The other thing we know is Sony's given guidance and said their goal is to create ten million units this coming year. Needless to say, our aspiration is to do more. We also know we have a volume lead both in Europe and North America, and with that volume lead in the aggregate, when you add in Japan, is larger than Sony's.
All those things - I basically just do the math: know what growth we've got, know all the new things, all the capabilities to add value, utility; we've got an amazing product and we just have to keep evangelising to get more people to try it, because when they do, they love it.
Eurogamer: You mentioned the precedent that if you hit ten million in the US, you go onto win, based on previous generations. Sony says it has its own precedents, that the products that drove them to record numbers were in years 3, 4 and 5, or even later. Do you not think that's going to happen with PS3, or do you just expect your software to outperform it when it does happen?
Don Mattrick: I think we're going to outperform them.

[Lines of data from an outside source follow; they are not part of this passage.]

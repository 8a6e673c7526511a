//! Mock providers for session tests
//!
//! - `live_mock`: in-memory live transport with a scriptable remote end
//! - `home_mock`: control plane that counts calls and can be gated or failed
//! - `devices`: scripted microphone and a manually clocked speaker
//! - `websocket_mock`: Gemini Live style WebSocket server on localhost

// Allow dead code in test infrastructure - not every test binary uses every helper
#![allow(dead_code)]

pub mod devices;
pub mod home_mock;
pub mod live_mock;
pub mod websocket_mock;

use std::time::Duration;

use tokio::sync::mpsc;
use waav_live::SessionEvent;

/// Upper bound for anything a test waits on.
pub const TEST_TIMEOUT: Duration = Duration::from_secs(5);

/// Wait for the first event matching `pred`, skipping others.
pub async fn wait_for_event<F>(
    events: &mut mpsc::UnboundedReceiver<SessionEvent>,
    mut pred: F,
) -> SessionEvent
where
    F: FnMut(&SessionEvent) -> bool,
{
    let found = tokio::time::timeout(TEST_TIMEOUT, async {
        while let Some(event) = events.recv().await {
            if pred(&event) {
                return Some(event);
            }
        }
        None
    })
    .await;
    match found {
        Ok(Some(event)) => event,
        Ok(None) => panic!("event stream closed before the expected event"),
        Err(_) => panic!("timed out waiting for event"),
    }
}

/// Poll `cond` until it holds or the test timeout expires.
pub async fn eventually<F>(mut cond: F)
where
    F: FnMut() -> bool,
{
    let deadline = tokio::time::Instant::now() + TEST_TIMEOUT;
    while !cond() {
        assert!(
            tokio::time::Instant::now() < deadline,
            "condition not reached in time"
        );
        tokio::time::sleep(Duration::from_millis(5)).await;
    }
}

Eurogamer: You're saying that your next three or four years of software will outperform theirs and they won't be able to catch you?
Don Mattrick: That's what I said.
Eurogamer: Probably the biggest and best-kept secret at your conference was Final Fantasy XIII coming to 360. It's still PS3-exclusive in Japan though. Is Japan a losing battle for you guys?
Don Mattrick: Not at all. You kidding? I'm elated with what we've achieved in Japan. Our partners are elated, we're getting more and more support, and again you need to start, you need to participate.
Building relationships with Japanese companies and consumers is not something you can do in a short period of time, and I have nothing but positive feedback to show from all of the key leaders of the Japanese companies. They think we're doing great work, they're cheering for us, they're concerned about growth rates in Japan and they see dramatic growth occurring in North America and Europe and know that they need their partner that they can work with and participate and think we're the best partner.
So I think we're doing great work, making great progress. I'm really pleased with what we've achieved.
Eurogamer: On another front, Harold Ryan from Bungie posted a message on their website basically saying that you guys pulled a new Halo game from the conference.
Don Mattrick: Absolutely, and let me tell you why. The first cut of our show we had lined up all the things that were ready to go and ready to speak to people about and it was a two-and-a-half-hour show at the same pace that we did. So in prior experience sitting in the office, I kind of had a general rule of thumb which I shared with the team that I didn't think we should go over 90 minutes.
We need to be respectful of the audience that if we were delivering and showing things - and by delivering and showing things here's what I mean: showing real software and talking about ship-dates, a pretty novel concept right? People playing and us telling them when it's going to ship, centring it on things that are coming in 2008, another novel concept. When we put all those things together and showed all the things that we did, we did our first run, we had over two and a half hours of stuff, so then the question is: do you hold everyone captive for two and a half hours and run through it, or do you park some things?
One of the things that we decided, when you have the number one game in the world as we have in Halo, it's a safe prediction that if we do a separate event for Halo, that it'll be well-attended, well covered and allow people to get hands-on experience of using the products, and that we can generate a tremendous amount of press with that, so we didn't feel we needed to show Halo to have a great show, to pay homage to our core audience, to have a lot of news, so it was an embarrassment of riches and we couldn't fit it in. How great is that? I think that's awesome.